Restate the data that follows exactly as it stands, beginning with the first line and ending with the line that contains "let book = match".

#### Materials provided ####

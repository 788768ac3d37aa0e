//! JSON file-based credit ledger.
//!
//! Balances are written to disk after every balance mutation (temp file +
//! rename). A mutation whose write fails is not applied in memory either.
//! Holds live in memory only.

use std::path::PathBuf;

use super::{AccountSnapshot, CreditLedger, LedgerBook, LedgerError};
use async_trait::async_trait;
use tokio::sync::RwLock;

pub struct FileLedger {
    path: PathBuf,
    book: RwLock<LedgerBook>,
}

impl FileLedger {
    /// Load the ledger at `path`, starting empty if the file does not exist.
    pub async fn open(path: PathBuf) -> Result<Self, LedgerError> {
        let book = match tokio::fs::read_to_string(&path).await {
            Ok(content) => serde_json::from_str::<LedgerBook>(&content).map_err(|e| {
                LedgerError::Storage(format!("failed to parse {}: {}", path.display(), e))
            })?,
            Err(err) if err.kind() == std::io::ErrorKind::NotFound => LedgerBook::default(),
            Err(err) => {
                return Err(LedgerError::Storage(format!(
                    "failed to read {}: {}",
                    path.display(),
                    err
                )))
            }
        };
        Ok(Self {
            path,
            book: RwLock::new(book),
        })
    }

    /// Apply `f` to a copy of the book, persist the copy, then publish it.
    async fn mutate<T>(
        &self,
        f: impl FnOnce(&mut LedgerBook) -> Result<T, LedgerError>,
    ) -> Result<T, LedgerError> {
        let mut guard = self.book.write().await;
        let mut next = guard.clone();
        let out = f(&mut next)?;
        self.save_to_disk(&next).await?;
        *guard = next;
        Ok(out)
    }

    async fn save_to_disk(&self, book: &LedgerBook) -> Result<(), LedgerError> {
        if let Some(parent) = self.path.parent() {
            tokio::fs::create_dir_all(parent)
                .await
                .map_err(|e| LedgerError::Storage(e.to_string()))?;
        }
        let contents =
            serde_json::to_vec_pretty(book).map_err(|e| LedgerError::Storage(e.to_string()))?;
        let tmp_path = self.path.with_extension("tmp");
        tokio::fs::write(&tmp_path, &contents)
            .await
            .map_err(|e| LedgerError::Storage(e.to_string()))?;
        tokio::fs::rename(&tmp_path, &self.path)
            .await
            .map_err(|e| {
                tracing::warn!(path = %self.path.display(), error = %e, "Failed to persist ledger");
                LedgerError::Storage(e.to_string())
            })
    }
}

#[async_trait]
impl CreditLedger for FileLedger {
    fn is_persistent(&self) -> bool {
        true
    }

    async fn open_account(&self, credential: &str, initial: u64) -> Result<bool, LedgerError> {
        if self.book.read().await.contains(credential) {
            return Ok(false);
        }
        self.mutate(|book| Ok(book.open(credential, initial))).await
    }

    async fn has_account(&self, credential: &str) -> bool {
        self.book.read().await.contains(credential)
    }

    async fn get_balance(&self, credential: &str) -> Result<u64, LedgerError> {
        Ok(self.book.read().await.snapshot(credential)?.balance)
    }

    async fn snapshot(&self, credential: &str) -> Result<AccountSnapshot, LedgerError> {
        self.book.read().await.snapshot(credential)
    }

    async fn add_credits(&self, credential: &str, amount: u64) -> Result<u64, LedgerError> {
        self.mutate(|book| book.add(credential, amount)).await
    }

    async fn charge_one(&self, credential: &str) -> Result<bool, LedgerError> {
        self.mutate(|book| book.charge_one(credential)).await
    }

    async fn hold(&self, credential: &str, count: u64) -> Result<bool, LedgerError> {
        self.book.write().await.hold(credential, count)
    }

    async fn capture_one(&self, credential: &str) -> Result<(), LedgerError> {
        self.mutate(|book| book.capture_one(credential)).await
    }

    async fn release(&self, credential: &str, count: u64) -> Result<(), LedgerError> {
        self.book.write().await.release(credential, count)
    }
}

####

## Your solution
repository 788768ac3d37aa0e
//! JSON file-based credit ledger.
//!
//! Balances are written to disk after every balance mutation (temp file +
//! rename). A mutation whose write fails is not applied in memory either.
//! Holds live in memory only.

use std::path::PathBuf;

use super::{AccountSnapshot, CreditLedger, LedgerBook, LedgerError};
use async_trait::async_trait;
use tokio::sync::RwLock;

pub struct FileLedger {
    path: PathBuf,
    book: RwLock<LedgerBook>,
}

impl FileLedger {
    /// Load the ledger at `path`, starting empty if the file does not exist.
    pub async fn open(path: PathBuf) -> Result<Self, LedgerError> {
        let book = match tokio::fs::read_to_string(&path).await {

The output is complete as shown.